WHAT THE TASK REQUIRES ▸ Whatever the records say, give every one of them again exactly.

=== TASK DATA ===

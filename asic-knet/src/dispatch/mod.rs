//! Per-packet action execution.
//!
//! [`DispatchRouter::dispatch`] consumes a classified [`RxPacket`] and carries out the action
//! picked by the profile table. It runs in a deferred unit: it never blocks and never returns
//! an error. Every way a packet can disappear is counted.

mod fastfwd;
mod netdev;

use std::sync::Arc;

use arc_swap::ArcSwap;
use bytes::BytesMut;
use tracing::trace;

use crate::api::hw::ChannelId;
use crate::config::{DMA_HDR_LEN, ETH_HLEN, FCS_LEN};
use crate::dma::ChannelCounters;
use crate::dma::channel::{bump, counter_set};
use crate::netif::NetifTable;
use crate::netlink::{MessageKind, NetlinkRegistry, SampleDir, SampleInfo};
use crate::profile::{Action, NetlinkTarget};
use crate::rx::RxPacket;
use crate::sdk_queue::SdkRxQueue;
use crate::tx::TxPathBuilder;

pub use fastfwd::{IfaConfig, IfaError, IfaTarget, rewrite_ifa};
pub use netdev::apply_vlan;

counter_set!(
    /// Outcome of dispatched packets, by action.
    DispatchCounters, DispatchCountersSnapshot {
        netdev,
        netlink,
        sdk,
        fast_forward,
        /// Packets freed by a `Drop` rule.
        dropped,
        /// Fast-forward candidates that failed to parse or resolve.
        fast_forward_dropped,
    }
);

pub struct DispatchRouter {
    netifs: Arc<NetifTable>,
    netlinks: Arc<NetlinkRegistry>,
    sdk: Arc<SdkRxQueue>,
    tx: TxPathBuilder,
    netif_tx_channel: ChannelId,
    ifa: ArcSwap<IfaConfig>,
    counters: DispatchCounters,
}

impl std::fmt::Debug for DispatchRouter {
    fn fmt(&self, f: &mut std::fmt::Formatter<'_>) -> std::fmt::Result {
        f.debug_struct("DispatchRouter")
            .field("netif_tx_channel", &self.netif_tx_channel)
            .field("ifa", &**self.ifa.load())
            .finish_non_exhaustive()
    }
}

impl DispatchRouter {
    pub fn new(
        netifs: Arc<NetifTable>,
        netlinks: Arc<NetlinkRegistry>,
        sdk: Arc<SdkRxQueue>,
        tx: TxPathBuilder,
        netif_tx_channel: ChannelId,
    ) -> Self {
        Self {
            netifs,
            netlinks,
            sdk,
            tx,
            netif_tx_channel,
            ifa: ArcSwap::from_pointee(IfaConfig::default()),
            counters: DispatchCounters::default(),
        }
    }

    pub fn counters(&self) -> &DispatchCounters {
        &self.counters
    }

    pub fn ifa_config(&self) -> IfaConfig {
        **self.ifa.load()
    }

    pub fn set_ifa_config(&self, cfg: IfaConfig) {
        self.ifa.store(Arc::new(cfg));
    }

    #[inline]
    pub fn tx(&self) -> &TxPathBuilder {
        &self.tx
    }

    #[inline]
    pub fn netif_tx_channel(&self) -> ChannelId {
        self.netif_tx_channel
    }

    /// Execute `action` on `pkt`. `chan` is the receiving channel's counter block.
    pub fn dispatch(&self, action: &Action, pkt: RxPacket, chan: &ChannelCounters) {
        trace!(
            channel = pkt.channel(),
            port_di = pkt.meta.port_di,
            reason = pkt.meta.reason,
            len = pkt.len(),
            ?action,
            "dispatch"
        );
        match action {
            Action::NetDevice => self.to_netdev(pkt, chan),
            Action::Netlink(target) => self.to_netlink(target, pkt, chan),
            Action::SdkQueue => self.to_sdk(pkt, chan),
            Action::FastForward => self.fast_forward(pkt, chan),
            Action::Drop => {
                bump(&self.counters.dropped);
                drop(pkt);
            }
        }
    }

    fn to_sdk(&self, pkt: RxPacket, chan: &ChannelCounters) {
        match self.sdk.try_enqueue(pkt) {
            Ok(()) => bump(&self.counters.sdk),
            Err(pkt) => {
                trace!(channel = pkt.channel(), "sdk queue full, packet dropped");
                bump(&chan.dropped);
            }
        }
    }

    fn to_netlink(&self, target: &NetlinkTarget, pkt: RxPacket, chan: &ChannelCounters) {
        let Some(fam) = self.netlinks.resolve(&target.family, &target.group) else {
            bump(&self.netlinks.counters().no_target);
            trace!(family = %target.family, group = %target.group, "no netlink target");
            return;
        };
        let Some(frame) = l2_frame(&pkt) else {
            bump(&chan.dropped);
            return;
        };
        let meta = pkt.meta;
        drop(pkt);

        let kind = MessageKind::for_reason(meta.reason);
        let mut sample = SampleInfo::default();
        if let MessageKind::Sample(dir) = kind {
            let Some(igr) = self.netifs.by_port(meta.port_di) else {
                bump(&chan.netdev_miss);
                return;
            };
            let attrs = igr.attrs();
            let oif = self
                .netifs
                .by_port(meta.dst_idx as u32)
                .map_or(igr.ifindex(), |n| n.ifindex());
            sample = SampleInfo {
                iifindex: igr.ifindex() as u16,
                oifindex: oif as u16,
                rate: if dir == SampleDir::Ingress {
                    attrs.igr_sample_rate
                } else {
                    attrs.egr_sample_rate
                },
            };
        }

        let msg = self.netlinks.encode(&fam, kind, sample, meta.port_di, &frame);
        self.netlinks.broadcast(&fam, &target.group, msg);
        bump(&self.counters.netlink);
    }
}

/// The Ethernet frame of `pkt`: device header and trailer removed, fragments merged.
fn l2_frame(pkt: &RxPacket) -> Option<BytesMut> {
    let len = pkt.len().checked_sub(DMA_HDR_LEN + FCS_LEN)?;
    if len < ETH_HLEN {
        return None;
    }
    // Spare room for a pushed VLAN tag.
    let mut out = BytesMut::with_capacity(len + 4);
    pkt.copy_range_into(DMA_HDR_LEN, len, &mut out);
    Some(out)
}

===

COMPLETED TASK ▸
filename asic-knet/src/dispatch/mod.rs
//! Per-packet action execution.
//!
//! [`DispatchRouter::dispatch`] consumes a classified [`RxPacket`] and carries out the action
//! picked by the profile table. It runs in a deferred unit: it never blocks and never returns
//! an error. Every way a packet can disappear is counted.

mod fastfwd;
mod netdev;

use std::sync::Arc;

use arc_swap::ArcSwap;
use bytes::BytesMut;
use tracing::trace;

use crate::api::hw::ChannelId;
use crate::config::{DMA_HDR_LEN, ETH_HLEN, FCS_LEN};
use crate::dma::ChannelCounters;
use crate::dma::channel::{bump, counter_set};
use crate::netif::NetifTable;
use crate::netlink::{MessageKind, NetlinkRegistry, SampleDir, SampleInfo};
use crate::profile::{Action, NetlinkTarget};
use crate::rx::RxPacket;
use crate::sdk_queue::SdkRxQueue;
use crate::tx::TxPathBuilder;

pub use fastfwd::{IfaConfig, IfaError, IfaTarget, rewrite_ifa};
pub use netdev::apply_vlan;

counter_set!(
    /// Outcome of dispatched packets, by action.
    DispatchCounters, DispatchCountersSnapshot {
        netdev,
        netlink,
        sdk,
        fast_forward,
        /// Packets freed by a `Drop` rule.
        dropped,
        /// Fast-forward candidates that failed to parse or resolve.
        fast_forward_dropped,
    }
);

pub struct DispatchRouter {
    netifs: Arc<NetifTable>,
    netlinks: Arc<NetlinkRegistry>,
    sdk: Arc<SdkRxQueue>,
    tx: TxPathBuilder,
    netif_tx_channel: ChannelId,
    ifa: ArcSwap<IfaConfig>,
    counters: DispatchCounters,
}

impl std::fmt::Debug for DispatchRouter {
    fn fmt(&self, f: &mut std::fmt::Formatter<'_>) -> std::fmt::Result {
        f.debug_struct("DispatchRouter")
            .field("netif_tx_channel", &self.netif_tx_channel)
            .field("ifa", &**self.ifa.load())
            .finish_non_exhaustive()
    }
}

impl DispatchRouter {
    pub fn new(
        netifs: Arc<NetifTable>,
        netlinks: Arc<NetlinkRegistry>,
        sdk: Arc<SdkRxQueue>,
        tx: TxPathBuilder,
        netif_tx_channel: ChannelId,
    ) -> Self {
        Self {
            netifs,
            netlinks,
            sdk,
            tx,
            netif_tx_channel,
            ifa: ArcSwap::from_pointee(IfaConfig::default()),
            counters: DispatchCounters::default(),
        }
    }

    pub fn counters(&self) -> &DispatchCounters {
        &self.counters
    }

    pub fn ifa_config(&self) -> IfaConfig {
        **self.ifa.load()
    }

    pub fn set_ifa_config(&self, cfg: IfaConfig) {
        self.ifa.store(Arc::new(cfg));
    }

    #[inline]
    pub fn tx(&self) -> &TxPathBuilder {
        &self.tx
    }

    #[inline]
    pub fn netif_tx_channel(&self) -> ChannelId {
        self.netif_tx_channel
    }

    /// Execute `action` on `pkt`. `chan` is the receiving channel's counter block.
    pub fn dispatch(&self, action: &Action, pkt: RxPacket, chan: &ChannelCounters) {
        trace!(
            channel = pkt.channel(),
            port_di = pkt.meta.port_di,
            reason = pkt.meta.reason,
            len = pkt.len(),
            ?action,
            "dispatch"
        );
        match action {
            Action::NetDevice => self.to_netdev(pkt, chan),
            Action::Netlink(target) => self.to_netlink(target, pkt, chan),
            Action::SdkQueue => self.to_sdk(pkt, chan),
            Action::FastForward => self.fast_forward(pkt, chan),
            Action::Drop => {
                bump(&self.counters.dropped);
                drop(pkt);
            }
        }
    }

    fn to_sdk(&self, pkt: RxPacket, chan: &ChannelCounters) {
        match self.sdk.try_enqueue(pkt) {
            Ok(()) => bump(&self.counters.sdk),
            Err(pkt) => {
                trace!(channel = pkt.channel(), "sdk queue full, packet dropped");
                bump(&chan.dropped);
            }
        }
    }

    fn to_netlink(&self, target: &NetlinkTarget, pkt: RxPacket, chan: &ChannelCounters) {
        let Some(fam) = self.netlinks.resolve(&target.family, &target.group) else {
            bump(&self.netlinks.counters().no_target);
            trace!(family = %target.family, group = %target.group, "no netlink target");
            return;
        };
        let Some(frame) = l2_frame(&pkt) else {
            bump(&chan.dropped);
            return;
        };
        let meta = pkt.meta;
        drop(pkt);

        let kind = MessageKind::for_reason(meta.reason);
        let mut sample = SampleInfo::default();
        if let MessageKind::Sample(dir) = kind {
            let Some(igr) = self.netifs.by_port(meta.port_di) else {
                bump(&chan.netdev_miss);
                return;
            };
            let attrs = igr.attrs();
            let oif = self
                .netifs
                .by_port(meta.dst_idx as u32)
                .map_or(igr.ifindex(), |n| n.ifindex());
            sample = SampleInfo {
                iifindex: igr.ifindex() as u16,
                oifindex: oif as u16,
                rate: if dir == SampleDir::Ingress {
                    attrs.igr_sample_rate
                } else {
                    attrs.egr_sample_rate
                },
            };
        }

        let msg = self.netlinks.encode(&fam, kind, sample, meta.port_di, &frame);
        self.netlinks.broadcast(&fam, &target.group, msg);
        bump(&self.counters.netlink);
    }
}

/// The Ethernet frame of `pkt`: device header and trailer removed, fragments merged.
fn l2_frame(pkt: &RxPacket) -> Option<BytesMut> {
    let len = pkt.len().checked_sub(DMA_HDR_LEN + FCS_LEN)?;
    if len < ETH_HLEN {
        return None;
    }
    // Spare room for a pushed VLAN tag.
    let mut out = BytesMut::with_capacity(len + 4);
    pkt.copy_range_into(DMA_HDR_LEN, len, &mut out);
    Some(out)
}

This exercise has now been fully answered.